Außerdem wurde darauf hingewiesen dass auch die Angst alleine schon zu negativen Auswirkungen führen kann. Insbesonder die Ereignisse von Fukushima zeigen, dass die Angst vor Strahlung einen hohen Preis hat. In Japan hat die Angst vor Strahlung unverhältnissmäßig mehr Menschen das Leben gekostet, als die Auswirkungen des Kernkraftwerkunfalls selber. Teile des Fukushima-Gebiets sind bis heute gesperrt und dürfen von der Bevölkerung nicht betreten werden, obwohl die Strahlenbelastung dort nicht extrem hoch ist (via [16], vgl. dazu auch [17]).
Auch das Leben in den wiederbewohnten Gebieten bleibt schwierig. Allerdings anders als immer erwartet, nicht aufgrund der Strahlung, sondern aufgrund der Angst vor Strahlung. Der überlebenswichtige Export aus der Region heraus ist schwierig, da dort produzierte Lebensmittel auf dem nationalen und internationalen Markt nur eingeschränkt verkäuflich sind. Dies ist bedauerlich, denn die Strahlenbelastung im Fukushima-Gebiet ist nach dem Maßstab des deutschen BfS als normal einzustufen.

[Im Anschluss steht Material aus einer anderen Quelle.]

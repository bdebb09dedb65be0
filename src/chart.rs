//! Chart data handed to a rendering collaborator.
//!
//! The summary side only builds [`Chart`] values: a title, axis labels and
//! parallel label/value sequences in group order. A [`ChartSink`] decides how
//! they are drawn. [`SvgChartSink`] writes one SVG file per chart using
//! `plotters`.

use anyhow::Result;
use plotters::prelude::*;
use std::fs;
use std::ops::Range;
use std::path::{Path, PathBuf};
use tracing::{debug, info};

use crate::analyzers::types::{QuestionnaireAggregate, TaskAggregate};
use crate::config::DisplayNames;

const INPUT_METHOD_LABEL: &str = "Input method";
const TIME_LABEL: &str = "Time (seconds)";
const ACCURACY_LABEL: &str = "Accuracy (%)";

#[derive(Debug, Clone, PartialEq)]
pub struct BarChart {
    pub id: String,
    pub title: String,
    pub x_label: String,
    pub y_label: String,
    pub labels: Vec<String>,
    pub values: Vec<f64>,
}

/// Bars on the primary axis with a line over them on a secondary axis.
#[derive(Debug, Clone, PartialEq)]
pub struct ComboChart {
    pub id: String,
    pub title: String,
    pub x_label: String,
    pub labels: Vec<String>,
    pub bar_label: String,
    pub bars: Vec<f64>,
    pub line_label: String,
    pub line: Vec<f64>,
}

#[derive(Debug, Clone, PartialEq)]
pub enum Chart {
    Bar(BarChart),
    Combo(ComboChart),
}

impl Chart {
    pub fn id(&self) -> &str {
        match self {
            Chart::Bar(c) => &c.id,
            Chart::Combo(c) => &c.id,
        }
    }

    pub fn is_empty(&self) -> bool {
        match self {
            Chart::Bar(c) => c.labels.is_empty(),
            Chart::Combo(c) => c.labels.is_empty(),
        }
    }
}

/// Something that can draw charts.
pub trait ChartSink {
    fn render(&mut self, chart: &Chart) -> Result<()>;
}

/// Hands every non-empty chart to `sink`, in order.
pub fn render_all<S: ChartSink + ?Sized>(sink: &mut S, charts: &[Chart]) -> Result<()> {
    for chart in charts {
        if chart.is_empty() {
            debug!(chart = chart.id(), "Chart has no data, skipped");
            continue;
        }
        sink.render(chart)?;
    }
    Ok(())
}

/// Mean time, mean accuracy, and the two combined.
pub fn task_charts(groups: &[TaskAggregate], names: &DisplayNames) -> Vec<Chart> {
    let labels = names.resolve_all(groups.iter().map(|g| g.interface.as_str()));
    let times: Vec<f64> = groups.iter().map(|g| g.avg_time_s).collect();
    let accuracies: Vec<f64> = groups.iter().map(|g| g.avg_accuracy).collect();

    vec![
        Chart::Bar(BarChart {
            id: "avg_time".into(),
            title: "Mean time per input method".into(),
            x_label: INPUT_METHOD_LABEL.into(),
            y_label: TIME_LABEL.into(),
            labels: labels.clone(),
            values: times.clone(),
        }),
        Chart::Bar(BarChart {
            id: "avg_accuracy".into(),
            title: "Mean accuracy per input method".into(),
            x_label: INPUT_METHOD_LABEL.into(),
            y_label: ACCURACY_LABEL.into(),
            labels: labels.clone(),
            values: accuracies.clone(),
        }),
        Chart::Combo(ComboChart {
            id: "time_and_accuracy".into(),
            title: "Time and accuracy per input method".into(),
            x_label: INPUT_METHOD_LABEL.into(),
            labels,
            bar_label: TIME_LABEL.into(),
            bars: times,
            line_label: ACCURACY_LABEL.into(),
            line: accuracies,
        }),
    ]
}

/// Mean satisfaction and mean effort. Interfaces without a score are left
/// out of that score's chart.
pub fn questionnaire_charts(groups: &[QuestionnaireAggregate], names: &DisplayNames) -> Vec<Chart> {
    vec![
        score_chart(
            groups,
            names,
            ("satisfaction", "Mean satisfaction per input method"),
            "Satisfaction (0-5)",
            |g| g.satisfaction,
        ),
        score_chart(
            groups,
            names,
            ("effort", "Mean effort per input method"),
            "Effort (0-5)",
            |g| g.effort,
        ),
    ]
}

fn score_chart(
    groups: &[QuestionnaireAggregate],
    names: &DisplayNames,
    (id, title): (&str, &str),
    y_label: &str,
    score: fn(&QuestionnaireAggregate) -> Option<f64>,
) -> Chart {
    let (labels, values): (Vec<String>, Vec<f64>) = groups
        .iter()
        .filter_map(|g| score(g).map(|v| (names.resolve(&g.interface), v)))
        .unzip();

    Chart::Bar(BarChart {
        id: id.into(),
        title: title.into(),
        x_label: INPUT_METHOD_LABEL.into(),
        y_label: y_label.into(),
        labels,
        values,
    })
}

const SVG_SIZE: (u32, u32) = (900, 600);

/// Renders each chart to `<dir>/<id>.svg`.
pub struct SvgChartSink {
    dir: PathBuf,
    written: Vec<PathBuf>,
}

impl SvgChartSink {
    pub fn new(dir: impl Into<PathBuf>) -> Result<Self> {
        let dir = dir.into();
        fs::create_dir_all(&dir)?;
        Ok(Self {
            dir,
            written: Vec::new(),
        })
    }

    /// Files written so far.
    pub fn written(&self) -> &[PathBuf] {
        &self.written
    }
}

impl ChartSink for SvgChartSink {
    fn render(&mut self, chart: &Chart) -> Result<()> {
        let path = self.dir.join(format!("{}.svg", chart.id()));
        match chart {
            Chart::Bar(c) => draw_bar(&path, c)?,
            Chart::Combo(c) => draw_combo(&path, c)?,
        }
        info!(path = %path.display(), "Chart written");
        self.written.push(path);
        Ok(())
    }
}

fn value_range(values: &[f64]) -> Range<f64> {
    let max = values.iter().copied().fold(0.0_f64, f64::max);
    let min = values.iter().copied().fold(0.0_f64, f64::min);
    let top = if max > 0.0 { max * 1.15 } else { 1.0 };
    min * 1.15..top
}

fn segment_label(labels: &[String], x: &SegmentValue<u32>) -> String {
    match x {
        SegmentValue::CenterOf(i) => labels.get(*i as usize).cloned().unwrap_or_default(),
        _ => String::new(),
    }
}

fn bar(i: usize, value: f64) -> Rectangle<(SegmentValue<u32>, f64)> {
    let x = i as u32;
    let mut rect = Rectangle::new(
        [(SegmentValue::Exact(x), 0.0), (SegmentValue::Exact(x + 1), value)],
        Palette99::pick(i).filled(),
    );
    rect.set_margin(0, 0, 20, 20);
    rect
}

fn draw_bar(path: &Path, chart: &BarChart) -> Result<()> {
    let root = SVGBackend::new(path, SVG_SIZE).into_drawing_area();
    root.fill(&WHITE)?;

    let n = chart.labels.len() as u32;
    let mut ctx = ChartBuilder::on(&root)
        .caption(&chart.title, ("sans-serif", 24))
        .margin(20)
        .x_label_area_size(40)
        .y_label_area_size(60)
        .build_cartesian_2d((0u32..n).into_segmented(), value_range(&chart.values))?;

    ctx.configure_mesh()
        .disable_x_mesh()
        .x_desc(chart.x_label.as_str())
        .y_desc(chart.y_label.as_str())
        .x_label_formatter(&|x| segment_label(&chart.labels, x))
        .draw()?;

    ctx.draw_series(chart.values.iter().enumerate().map(|(i, v)| bar(i, *v)))?;

    root.present()?;
    Ok(())
}

fn draw_combo(path: &Path, chart: &ComboChart) -> Result<()> {
    let root = SVGBackend::new(path, SVG_SIZE).into_drawing_area();
    root.fill(&WHITE)?;

    let n = chart.labels.len() as u32;
    let mut ctx = ChartBuilder::on(&root)
        .caption(&chart.title, ("sans-serif", 24))
        .margin(20)
        .x_label_area_size(40)
        .y_label_area_size(60)
        .right_y_label_area_size(60)
        .build_cartesian_2d((0u32..n).into_segmented(), value_range(&chart.bars))?
        .set_secondary_coord((0u32..n).into_segmented(), value_range(&chart.line));

    ctx.configure_mesh()
        .disable_x_mesh()
        .x_desc(chart.x_label.as_str())
        .y_desc(chart.bar_label.as_str())
        .x_label_formatter(&|x| segment_label(&chart.labels, x))
        .draw()?;
    ctx.configure_secondary_axes()
        .y_desc(chart.line_label.as_str())
        .draw()?;

    ctx.draw_series(chart.bars.iter().enumerate().map(|(i, v)| bar(i, *v)))?;

    let points = || {
        chart
            .line
            .iter()
            .enumerate()
            .map(|(i, v)| (SegmentValue::CenterOf(i as u32), *v))
    };
    ctx.draw_secondary_series(LineSeries::new(points(), RED.stroke_width(2)))?;
    ctx.draw_secondary_series(points().map(|p| Circle::new(p, 4, RED.filled())))?;

    root.present()?;
    Ok(())
}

Mit Blick auf die Herausforderungen der Klimakriese ist es enorm wichtig, dass unsere Entscheidungen nicht von Ängsten bestimmt werden. Es ist weiter wichtig, dem Klimawandel faktenbasiert und nicht ideologisch zu begegenen. Dazu gehört, dass unsere Ansichten mit dem Fortschirt der Erkentnisse gehen müssen. Die Tatsache, dass Deutschland aktuell wieder Kohle und Gas verbrennt, um Strom zu erzeugen, ist und bleibt ein enormes Problem. Natürlich werden wir das deutsche Klimaziel bis 2045 kaum durch den Bau neuer Atomkraftwerke meistern. Sofern wir aber eine Vorbildrolle im internationalen Vergleich einnehmen wollen ist es notwendig, die Fehler der Vergangenheit auch als solche offen zu auszusprechen.